Abstract

Abstract We report the one‐pot synthesis of ball‐like nanosphere structures composed of an α‐Fe core and an organic shell of ethylenediaminetetraacetic acid that connected together to form a nanochain necklace‐like morphology. The hierarchical zigzag nanochain sphere structures have branches growing in clumps, a large surface area, and spherical pore‐like cages and entrances for capture/trapping Cd 2+ ions from water sources. The pH solution (i.e., at pH 5) plays a key role in the generation of actively negative surfaces along the entire nanochain sphere adsorbent, thereby creating surfaces with strong binding affinity to Cd 2+ ions. The thermodynamic and kinetic characteristics indicated that the nanochain sphere adsorbent with macro‐ and meso‐cage caves and organically decorated surfaces show promise for the spontaneous and endothermic capturing of Cd 2+ ion containments from water solutions.

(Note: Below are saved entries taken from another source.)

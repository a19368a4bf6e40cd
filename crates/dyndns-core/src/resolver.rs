//! System resolver
//!
//! [`RecordResolver`] backed by the host's configured resolver through
//! `tokio::net::lookup_host`.

use crate::traits::RecordResolver;
use crate::{Error, Result};
use async_trait::async_trait;
use std::net::IpAddr;
use tokio_util::sync::CancellationToken;
use tracing::debug;

/// Resolves records with the operating system's resolver
#[derive(Debug, Clone, Copy, Default)]
pub struct SystemResolver;

impl SystemResolver {
    pub fn new() -> Self {
        Self
    }
}

#[async_trait]
impl RecordResolver for SystemResolver {
    async fn resolve(&self, record_name: &str, cancel: &CancellationToken) -> Result<Vec<IpAddr>> {
        let lookup = tokio::net::lookup_host((record_name, 0));

        let addrs = tokio::select! {
            biased;
            _ = cancel.cancelled() => return Err(Error::Cancelled),
            result = lookup => result
                .map_err(|e| Error::local_resolution(record_name, e.to_string()))?,
        };

        let mut addresses: Vec<IpAddr> = Vec::new();
        for addr in addrs {
            let ip = addr.ip();
            if !addresses.contains(&ip) {
                addresses.push(ip);
            }
        }

        debug!("Resolved {} to {:?}", record_name, addresses);
        Ok(addresses)
    }
}
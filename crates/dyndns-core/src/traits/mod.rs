//! Core traits for the reconciler
//!
//! This module defines the abstract interfaces that all implementations must follow.
//!
//! - [`IpFetcher`]: Fetch the raw answer of one public IP lookup service
//! - [`RecordApi`]: Look up and rewrite a record through a provider API
//! - [`RecordResolver`]: Resolve the published record locally

pub mod ip_fetcher;
pub mod record_api;
pub mod record_resolver;

pub use ip_fetcher::IpFetcher;
pub use record_api::RecordApi;
pub use record_resolver::RecordResolver;
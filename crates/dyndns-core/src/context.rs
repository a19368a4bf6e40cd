//! Run-scoped cancellation and deadline
//!
//! Two nested scopes exist per run:
//!
//! ```text
//! external token (signal)
//!   └── RunContext   (child token, run deadline)
//!         └── RaceScope (child token, min(run deadline, now + race cap))
//! ```
//!
//! Cancelling a parent always cancels its children. A child may cancel
//! itself (the race does so once it has a winner) without touching the
//! parent. Only the [`Reconciler`](crate::Reconciler) creates a
//! `RunContext`; everything below it observes or derives from it.

use std::time::Duration;
use tokio::time::Instant;
use tokio_util::sync::CancellationToken;

/// Cancellation signal and deadline shared by every operation of one run
#[derive(Debug)]
pub struct RunContext {
    token: CancellationToken,
    deadline: Instant,
    budget: Duration,
}

impl RunContext {
    /// Derive a run context from the caller's cancellation signal
    pub(crate) fn new(external: &CancellationToken, budget: Duration) -> Self {
        Self {
            token: external.child_token(),
            deadline: Instant::now() + budget,
            budget,
        }
    }

    /// The run-wide cancellation token
    pub fn token(&self) -> &CancellationToken {
        &self.token
    }

    /// Absolute deadline of the run
    pub fn deadline(&self) -> Instant {
        self.deadline
    }

    /// Total budget the deadline was computed from
    pub fn budget(&self) -> Duration {
        self.budget
    }

    pub fn is_cancelled(&self) -> bool {
        self.token.is_cancelled()
    }

    /// Abort everything still in flight under this run
    pub(crate) fn cancel(&self) {
        self.token.cancel();
    }

    /// Derive the race-local scope, capped at `cap` from now
    pub(crate) fn race_scope(&self, cap: Duration) -> RaceScope {
        let capped_at = Instant::now() + cap;
        let (deadline, limited_by_race) = if capped_at <= self.deadline {
            (capped_at, true)
        } else {
            (self.deadline, false)
        };

        RaceScope {
            token: self.token.child_token(),
            deadline,
            limited_by_race,
        }
    }
}

/// Cancellation scope owned by one provider race
#[derive(Debug)]
pub(crate) struct RaceScope {
    token: CancellationToken,
    deadline: Instant,
    limited_by_race: bool,
}

impl RaceScope {
    pub(crate) fn token(&self) -> &CancellationToken {
        &self.token
    }

    pub(crate) fn deadline(&self) -> Instant {
        self.deadline
    }

    /// True when the race cap, not the run deadline, is the binding limit
    pub(crate) fn limited_by_race(&self) -> bool {
        self.limited_by_race
    }

    /// Cancel every request issued under this scope
    pub(crate) fn cancel(&self) {
        self.token.cancel();
    }
}
//! Error types for the dynamic DNS reconciler
//!
//! This module defines all error types used throughout the crate.

use std::time::Duration;
use thiserror::Error;

/// Result type alias for reconciler operations
pub type Result<T> = std::result::Result<T, Error>;

/// Core error type for the reconciler
#[derive(Error, Debug)]
pub enum Error {
    /// No public IP provider produced a usable address
    ///
    /// `timed_out` is set when the race cap expired while requests were
    /// still pending, as opposed to every provider answering badly.
    #[error("All {attempted} public IP providers failed to resolve (timed out: {timed_out})")]
    AllProvidersFailed {
        /// Number of providers raced
        attempted: usize,
        /// Whether the race cap expired before a valid answer arrived
        timed_out: bool,
    },

    /// The record-id lookup returned nothing usable
    #[error(
        "Expected a record id for '{record_name}' in zone '{zone_id}' but received status {status} and body:\n{body}"
    )]
    RecordNotFound {
        /// Zone the lookup was issued against
        zone_id: String,
        /// Record name the lookup filtered on
        record_name: String,
        /// Literal HTTP status code
        status: u16,
        /// Raw response body
        body: String,
    },

    /// The record write was rejected by the remote API
    #[error("DNS record update failed: status {status}, request: {request}, response: {response}")]
    RemoteUpdate {
        /// Literal HTTP status code
        status: u16,
        /// Request payload as sent
        request: String,
        /// Raw response body
        response: String,
    },

    /// Local resolution of the published record failed
    #[error("Failed to resolve '{record_name}' locally: {message}")]
    LocalResolution {
        /// Record name being resolved
        record_name: String,
        /// Resolver error message
        message: String,
    },

    /// The run was cancelled from outside
    #[error("Operation cancelled")]
    Cancelled,

    /// The run-wide deadline elapsed
    #[error("Run deadline of {0:?} exceeded")]
    DeadlineExceeded(Duration),

    /// Configuration errors
    #[error("Configuration error: {0}")]
    Config(String),

    /// Network-related errors
    #[error("Network error: {0}")]
    Network(#[from] std::io::Error),

    /// JSON serialization/deserialization errors
    #[error("JSON error: {0}")]
    Json(#[from] serde_json::Error),

    /// HTTP client errors (transport level)
    #[error("HTTP error: {0}")]
    Http(String),

    /// Invalid input
    #[error("Invalid input: {0}")]
    InvalidInput(String),

    /// Provider-specific error
    #[error("Provider error ({provider}): {message}")]
    Provider {
        /// Provider name
        provider: String,
        /// Error message
        message: String,
    },

    /// Generic error with context
    #[error("{0}")]
    Other(String),
}

impl Error {
    /// Create a configuration error
    pub fn config(msg: impl Into<String>) -> Self {
        Self::Config(msg.into())
    }

    /// Create an HTTP error
    pub fn http(msg: impl Into<String>) -> Self {
        Self::Http(msg.into())
    }

    /// Create an invalid input error
    pub fn invalid_input(msg: impl Into<String>) -> Self {
        Self::InvalidInput(msg.into())
    }

    /// Create a provider-specific error
    pub fn provider(provider: impl Into<String>, message: impl Into<String>) -> Self {
        Self::Provider {
            provider: provider.into(),
            message: message.into(),
        }
    }

    /// Create a "record not found" error from a lookup response
    pub fn record_not_found(
        zone_id: impl Into<String>,
        record_name: impl Into<String>,
        status: u16,
        body: impl Into<String>,
    ) -> Self {
        Self::RecordNotFound {
            zone_id: zone_id.into(),
            record_name: record_name.into(),
            status,
            body: body.into(),
        }
    }

    /// Create a local resolution error
    pub fn local_resolution(record_name: impl Into<String>, message: impl Into<String>) -> Self {
        Self::LocalResolution {
            record_name: record_name.into(),
            message: message.into(),
        }
    }

    /// Whether this error reports an interruption rather than a failure
    pub fn is_cancellation(&self) -> bool {
        matches!(self, Self::Cancelled)
    }
}
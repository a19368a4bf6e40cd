// # dyndns - one-shot dynamic DNS reconciler
//
// This binary is a THIN integration layer: it parses arguments, installs
// logging, wires signals to a cancellation token and runs the reconciler
// from dyndns-core exactly once. All DNS logic lives in dyndns-core.
//
// ## Configuration
//
// Positional arguments, each with an environment fallback:
// - `ZONE_ID` / `DDNS_ZONE_ID`: Cloudflare zone identifier
// - `RECORD` / `DDNS_RECORD`: record to keep current (e.g. home.example.com)
// - `AUTH_TOKEN` / `DDNS_API_TOKEN`: Cloudflare API token
//
// Options:
// - `--log-level` / `DDNS_LOG_LEVEL`: trace, debug, info, warn, error
// - `--dry-run` / `DDNS_DRY_RUN`: look up the record but skip the write
// - `--race-timeout` / `DDNS_RACE_TIMEOUT`: public IP race cap (seconds)
// - `--run-timeout` / `DDNS_RUN_TIMEOUT`: whole-run budget (seconds)
// - `--ip-provider URL`: repeatable, replaces the built-in lookup services
//
// ## Example
//
// ```bash
// dyndns 023e105f4ecef8ad9ca31a8372d0c353 home.example.com "$CF_TOKEN"
// ```
//
// Meant to be invoked repeatedly from a scheduler; nothing persists
// between invocations.

use anyhow::Result;
use clap::Parser;
use dyndns_core::config::{AuthToken, DdnsConfig, ProviderConfig};
use dyndns_core::{Reconciler, RunEvent, RunOutcome, SystemResolver};
use dyndns_ip_http::HttpIpFetcher;
use dyndns_provider_cloudflare::CloudflareProvider;
use std::process::ExitCode;
use std::time::Duration;
use tokio::sync::mpsc;
use tokio_util::sync::CancellationToken;
use tracing::{Level, debug, error, info, warn};
use tracing_subscriber::FmtSubscriber;

#[cfg(unix)]
use tokio::signal::unix::{SignalKind, signal};

/// Upper bound on waiting for queued events after the run
const EVENT_FLUSH_TIMEOUT: Duration = Duration::from_secs(5);

/// Upper bound on waiting for blocking work (e.g. a stalled getaddrinfo) at exit
const RUNTIME_SHUTDOWN_TIMEOUT: Duration = Duration::from_secs(1);

/// Exit codes for different termination scenarios
///
/// - 0: Record updated or already current
/// - 1: Configuration or startup error
/// - 2: Run failed
/// - 130: Interrupted by a signal (128 + SIGINT)
#[derive(Debug, Clone, Copy, PartialEq, Eq)]
enum DyndnsExitCode {
    Success = 0,
    ConfigError = 1,
    RuntimeError = 2,
    Interrupted = 130,
}

impl From<DyndnsExitCode> for ExitCode {
    fn from(code: DyndnsExitCode) -> Self {
        ExitCode::from(code as u8)
    }
}

/// Command-line options
#[derive(Parser)]
#[command(name = "dyndns", version)]
#[command(about = "Point a Cloudflare A record at this host's public IPv4 address", long_about = None)]
struct Cli {
    /// Cloudflare zone identifier
    #[arg(env = "DDNS_ZONE_ID")]
    zone_id: String,

    /// Record name to keep current (e.g. home.example.com)
    #[arg(env = "DDNS_RECORD")]
    record: String,

    /// Cloudflare API token with Zone:DNS:Edit permission
    #[arg(env = "DDNS_API_TOKEN", hide_env_values = true)]
    auth_token: String,

    /// Log level
    #[arg(
        long,
        env = "DDNS_LOG_LEVEL",
        default_value = "info",
        value_parser = ["trace", "debug", "info", "warn", "error"]
    )]
    log_level: String,

    /// Look up the record but do not write it
    #[arg(long, env = "DDNS_DRY_RUN")]
    dry_run: bool,

    /// Hard cap on the public IP race, in seconds
    #[arg(long, env = "DDNS_RACE_TIMEOUT", default_value_t = 15)]
    race_timeout: u64,

    /// Budget for the whole run, in seconds
    #[arg(long, env = "DDNS_RUN_TIMEOUT", default_value_t = 60)]
    run_timeout: u64,

    /// Public IP lookup service; repeat to race several
    #[arg(long = "ip-provider", value_name = "URL")]
    ip_providers: Vec<String>,

    /// Cloudflare API base URL override
    #[arg(long, env = "DDNS_API_BASE", hide = true)]
    api_base: Option<String>,
}

impl Cli {
    /// Build and validate the reconciler configuration
    fn into_config(self) -> dyndns_core::Result<DdnsConfig> {
        let provider = ProviderConfig::Cloudflare {
            api_token: AuthToken::new(self.auth_token),
            api_base: self.api_base,
            dry_run: self.dry_run,
        };

        let mut config = DdnsConfig::new(self.zone_id, self.record, provider);
        if !self.ip_providers.is_empty() {
            config = config.with_ip_providers(self.ip_providers);
        }
        config.engine.race_timeout_secs = self.race_timeout;
        config.engine.run_timeout_secs = self.run_timeout;

        config.validate()?;
        Ok(config)
    }
}

fn parse_level(level: &str) -> Level {
    match level.to_lowercase().as_str() {
        "trace" => Level::TRACE,
        "debug" => Level::DEBUG,
        "warn" => Level::WARN,
        "error" => Level::ERROR,
        _ => Level::INFO,
    }
}

fn main() -> ExitCode {
    let cli = match Cli::try_parse() {
        Ok(cli) => cli,
        Err(e) => {
            // --help and --version also land here
            let _ = e.print();
            return if e.use_stderr() {
                DyndnsExitCode::ConfigError.into()
            } else {
                DyndnsExitCode::Success.into()
            };
        }
    };

    let subscriber = FmtSubscriber::builder()
        .with_max_level(parse_level(&cli.log_level))
        .with_writer(std::io::stderr)
        .finish();

    if let Err(e) = tracing::subscriber::set_global_default(subscriber) {
        eprintln!("Failed to set tracing subscriber: {}", e);
        return DyndnsExitCode::ConfigError.into();
    }

    let config = match cli.into_config() {
        Ok(config) => config,
        Err(e) => {
            error!("Configuration validation error: {}", e);
            return DyndnsExitCode::ConfigError.into();
        }
    };

    let rt = match tokio::runtime::Builder::new_multi_thread()
        .enable_all()
        .build()
    {
        Ok(runtime) => runtime,
        Err(e) => {
            error!("Failed to create tokio runtime: {}", e);
            return DyndnsExitCode::RuntimeError.into();
        }
    };

    block_then_shutdown(rt, run(config), RUNTIME_SHUTDOWN_TIMEOUT).into()
}

/// Drive `future` to completion, then tear the runtime down without waiting
/// longer than `grace` for leftover blocking tasks
fn block_then_shutdown<F: std::future::Future>(
    rt: tokio::runtime::Runtime,
    future: F,
    grace: Duration,
) -> F::Output {
    let output = rt.block_on(future);
    rt.shutdown_timeout(grace);
    output
}

/// Wire collaborators, run once and map the result to an exit code
async fn run(config: DdnsConfig) -> DyndnsExitCode {
    let dry_run = match &config.provider {
        ProviderConfig::Cloudflare {
            api_token, dry_run, ..
        } => {
            info!(
                "Starting dyndns for {} in zone {} (token {})",
                config.record_name, config.zone_id, api_token
            );
            *dry_run
        }
    };

    let record_api = match CloudflareProvider::from_config(&config.provider) {
        Ok(provider) => provider,
        Err(e) => {
            error!("Failed to create Cloudflare provider: {}", e);
            return DyndnsExitCode::ConfigError;
        }
    };

    let (reconciler, events) = match Reconciler::new(
        Box::new(HttpIpFetcher::new()),
        Box::new(SystemResolver::new()),
        Box::new(record_api),
        config,
    ) {
        Ok(pair) => pair,
        Err(e) => {
            error!("Failed to create reconciler: {}", e);
            return DyndnsExitCode::ConfigError;
        }
    };

    let cancel = CancellationToken::new();
    let signal_cancel = cancel.clone();
    let signals = tokio::spawn(async move {
        match wait_for_shutdown_signal().await {
            Ok(signal) => {
                info!("Received {}, cancelling run", signal);
                signal_cancel.cancel();
            }
            Err(e) => warn!("Signal handling unavailable: {}", e),
        }
    });
    let drain = tokio::spawn(log_events(events));

    let result = reconciler.run(&cancel).await;

    signals.abort();
    // Dropping the reconciler closes the event channel
    drop(reconciler);
    if tokio::time::timeout(EVENT_FLUSH_TIMEOUT, drain).await.is_err() {
        warn!("Event flush did not finish within {:?}", EVENT_FLUSH_TIMEOUT);
    }

    match result {
        Ok(RunOutcome::AlreadyCurrent { ip }) => {
            println!("Already up-to-date: {}", ip);
            DyndnsExitCode::Success
        }
        Ok(RunOutcome::Updated { ip, .. }) => {
            if dry_run {
                println!("Dry run, would update to: {}", ip);
            } else {
                println!("Updated to: {}", ip);
            }
            DyndnsExitCode::Success
        }
        Err(e) if e.is_cancellation() => {
            warn!("Run interrupted");
            DyndnsExitCode::Interrupted
        }
        Err(e) => {
            error!("{}", e);
            DyndnsExitCode::RuntimeError
        }
    }
}

/// Telemetry sink: record every run event in the log
async fn log_events(mut events: mpsc::Receiver<RunEvent>) {
    while let Some(event) = events.recv().await {
        match event {
            RunEvent::RunStarted {
                zone_id,
                record_name,
            } => debug!(%zone_id, %record_name, "run started"),
            RunEvent::RaceStarted { providers } => debug!(providers, "race started"),
            RunEvent::ProviderFailed {
                endpoint,
                reason,
                remaining,
                elapsed,
            } => debug!(%endpoint, %reason, remaining, ?elapsed, "provider failed"),
            RunEvent::RaceWon {
                endpoint,
                ip,
                abandoned,
                elapsed,
            } => debug!(%endpoint, %ip, abandoned, ?elapsed, "race won"),
            RunEvent::RaceFailed {
                attempted,
                timed_out,
            } => debug!(attempted, timed_out, "race failed"),
            RunEvent::LocalResolved {
                record_name,
                addresses,
            } => debug!(%record_name, ?addresses, "record resolved locally"),
            RunEvent::Compared {
                public_ip,
                published,
                update_required,
            } => debug!(%public_ip, ?published, update_required, "compared"),
            RunEvent::RecordIdFetched { record_id } => debug!(%record_id, "record id fetched"),
            RunEvent::RecordUpdated { record_id, ip } => {
                debug!(%record_id, %ip, "record updated")
            }
            RunEvent::RunFinished { outcome } => debug!(?outcome, "run finished"),
            RunEvent::RunFailed { error, cancelled } => {
                debug!(%error, cancelled, "run failed")
            }
        }
    }
}

/// Wait for SIGTERM or SIGINT
///
/// # Returns
///
/// The name of the signal received, or an error if handlers cannot be installed.
#[cfg(unix)]
async fn wait_for_shutdown_signal() -> Result<&'static str> {
    let mut sigterm = signal(SignalKind::terminate())
        .map_err(|e| anyhow::anyhow!("Failed to setup SIGTERM handler: {}", e))?;
    let mut sigint = signal(SignalKind::interrupt())
        .map_err(|e| anyhow::anyhow!("Failed to setup SIGINT handler: {}", e))?;

    let received = tokio::select! {
        _ = sigterm.recv() => "SIGTERM",
        _ = sigint.recv() => "SIGINT",
    };
    Ok(received)
}

/// Wait for CTRL-C
///
/// Fallback implementation for non-Unix platforms.
#[cfg(not(unix))]
async fn wait_for_shutdown_signal() -> Result<&'static str> {
    tokio::signal::ctrl_c()
        .await
        .map_err(|e| anyhow::anyhow!("Failed to wait for CTRL-C: {}", e))?;
    Ok("SIGINT")
}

The zigzag nanochain mesoporous necklace‐like structure trapper (MNT) exhibited long‐term stability, indicating that it can be used several times (reduced waste volume). The adsorption efficiency and uptake of the deleterious Cd 2+ ions retained even after multi‐particulate processing of reuse cycles. The pH‐dependent Cd 2+ ion selectivity indicated high adsorption capacity (526.3 mg⋅g −1 ) and Cd 2+ ion‐to‐MNT binding affinity, despite the addition of interfering cations or anions. The zigzag nanochain sphere necklace allows the development of a simple and effective adsorbent model for water purification and management of toxins.